É uma palavra nova livreteria para um amor antigo: livros. Livreteria tem livros, assim como a sorveteria tem sorvete, explicam os criadores da Livreteria Popular Juraci Nascimento, um projeto que tenta estimular a leitura entre crianças e jovens dos morros do Complexo de São Carlos.
A livreteria, na verdade, é um triciclo ao qual foi acoplado um armário de metal vermelho com portas. É nele que os amigos Guilherme Vinicius Roberto, de 29 anos, e Luan Oliveira, 17, crias do Morro do Zinco, percorrem becos e ruas da região. No armário estão livros, quase todos infantojuvenis, para empréstimo.
A cada semana o triciclo escolhe uma parada, porque haja fôlego para subir e descer ladeiras carregando livros. Estaciona numa rua e as crianças vão chegando. O projeto começou há dois meses, e 30 pessoas, segundo Roberto, já se cadastraram e retiraram exemplares. Podem ficar com o livro por até três semanas. O acervo vem de doações.
"A gente queria mais do que uma livraria, que é um lugar ao qual o morador do morro não vai. E mais do que uma biblioteca, que fica parada. Aí surgiu a ideia de levar os livros até as pessoas", explica Roberto.
O nome do projeto homenageia Juraci Nascimento, líder comunitária do complexo que costumava reunir crianças para festinhas, teatrinhos, distribuição de doces e contação de histórias. Pela casa dela passaram várias crianças do morro, inclusive Roberto, que gostava de usar nariz de palhaço nas brincadeiras.
Juraci morreu sem saber da homenagem, mas parte da fantasia que ela criou sobrevive. "Aquela casa marcou muita gente aqui. Sempre amei os livros. Vejo que muitas crianças só fazem leitura obrigatória, isso quando fazem. Muito do que eu sou, muitas das escolhas que fiz, é por causa dos livros que li ", diz Roberto, que terminou os estudos numa escola mantida pela Fundação Bradesco, cursou jornalismo na PUC como bolsista e hoje trabalha numa empresa fazendo clipping de notícias.
Os rapazes do Zinco apresentaram a ideia da biblioteca ambulante à Agência de Redes para Juventude, programa do Avenida Brasil- Instituto de Criatividade Social, financiado pela Petrobras. A livreteria foi aprovada, e eles ganharam R$ 5 mil para começar o trabalho. O triciclo custou R$ 1,9 mil. O projeto prevê ainda um clube do livro, para estimular trocas entre os moradores.

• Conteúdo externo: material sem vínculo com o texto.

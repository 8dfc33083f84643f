//! Call-scoped re-entrancy guard.
//!
//! Calls against one component are totally ordered: a call from another
//! thread waits until the current call returns. The hazard is a value
//! transfer (or any outbound call) re-entering a mutating entry point on
//! the *same* call stack before the outer call returns. Every mutating
//! entry point holds a [`GuardToken`] for its whole duration; a nested
//! [`ReentrancyGuard::enter`] on the same thread fails with
//! [`AcpError::ReentrantCall`].
//!
//! The token releases the guard on drop, so early returns through `?`
//! release it too.

use std::cell::Cell;

use parking_lot::{ReentrantMutex, ReentrantMutexGuard};

use crate::{AcpError, Result};

/// Serializes the mutating entry points of one component and rejects
/// nested entry.
#[derive(Debug, Default)]
pub struct ReentrancyGuard {
    entered: ReentrantMutex<Cell<bool>>,
}

impl ReentrancyGuard {
    #[must_use]
    pub fn new() -> Self {
        Self {
            entered: ReentrantMutex::new(Cell::new(false)),
        }
    }

    /// Enter the guarded section, waiting for any call on another thread.
    ///
    /// # Errors
    /// Returns `ReentrantCall` if this call stack is already inside.
    pub fn enter(&self) -> Result<GuardToken<'_>> {
        let held = self.entered.lock();
        if held.get() {
            tracing::warn!("Re-entrant call rejected");
            return Err(AcpError::ReentrantCall);
        }
        held.set(true);
        Ok(GuardToken { held })
    }

    /// Whether a call is inside the guarded section right now.
    #[must_use]
    pub fn is_entered(&self) -> bool {
        self.entered.try_lock().is_none_or(|held| held.get())
    }
}

/// Proof of being inside the guarded section. Releases on drop.
#[must_use = "the guard is released as soon as the token is dropped"]
pub struct GuardToken<'a> {
    held: ReentrantMutexGuard<'a, Cell<bool>>,
}

impl Drop for GuardToken<'_> {
    fn drop(&mut self) {
        self.held.set(false);
    }
}

impl std::fmt::Debug for GuardToken<'_> {
    fn fmt(&self, f: &mut std::fmt::Formatter<'_>) -> std::fmt::Result {
        f.debug_struct("GuardToken").finish_non_exhaustive()
    }
}

#[cfg(test)]
mod tests {
    use std::sync::Arc;
    use std::sync::atomic::{AtomicUsize, Ordering};

    use super::*;

    #[test]
    fn enter_and_release() {
        let guard = ReentrancyGuard::new();
        {
            let _token = guard.enter().unwrap();
            assert!(guard.is_entered());
        }
        assert!(!guard.is_entered());
        assert!(guard.enter().is_ok());
    }

    #[test]
    fn nested_enter_rejected() {
        let guard = ReentrancyGuard::new();
        let _outer = guard.enter().unwrap();
        let err = guard.enter().unwrap_err();
        assert!(matches!(err, AcpError::ReentrantCall));
        assert!(guard.is_entered(), "rejected entry must not release the outer call");
    }

    #[test]
    fn released_on_error_path() {
        fn failing(guard: &ReentrancyGuard) -> Result<()> {
            let _token = guard.enter()?;
            Err(AcpError::EmptyBatch)
        }

        let guard = ReentrancyGuard::new();
        assert!(failing(&guard).is_err());
        assert!(!guard.is_entered(), "guard must release after failure");
    }

    #[test]
    fn other_threads_wait_instead_of_failing() {
        let guard = Arc::new(ReentrancyGuard::new());
        let completed = Arc::new(AtomicUsize::new(0));

        let handles: Vec<_> = (0..8)
            .map(|_| {
                let guard = Arc::clone(&guard);
                let completed = Arc::clone(&completed);
                std::thread::spawn(move || {
                    let _token = guard.enter().expect("cross-thread entry is serialized");
                    completed.fetch_add(1, Ordering::SeqCst);
                })
            })
            .collect();
        for handle in handles {
            handle.join().unwrap();
        }
        assert_eq!(completed.load(Ordering::SeqCst), 8);
    }
}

Nem sempre é fácil atrair leitores. Gleison Oliveira, de 15 anos, no 9.º ano, diz que não gosta de ler, só de jogar futebol . Mas adora pedalar o triciclo vermelho junto com Michel de Souza,15. Michel ajuda a organizar os livros, gosta de teatro e de A culpa é das estrelas, sucesso entre adolescentes. Diz que Harry Potter é sempre procurado. E assim, de triciclo, histórias de bruxos, princesas, macacos e piratas sobem e descem as ladeiras do Complexo de São Carlos.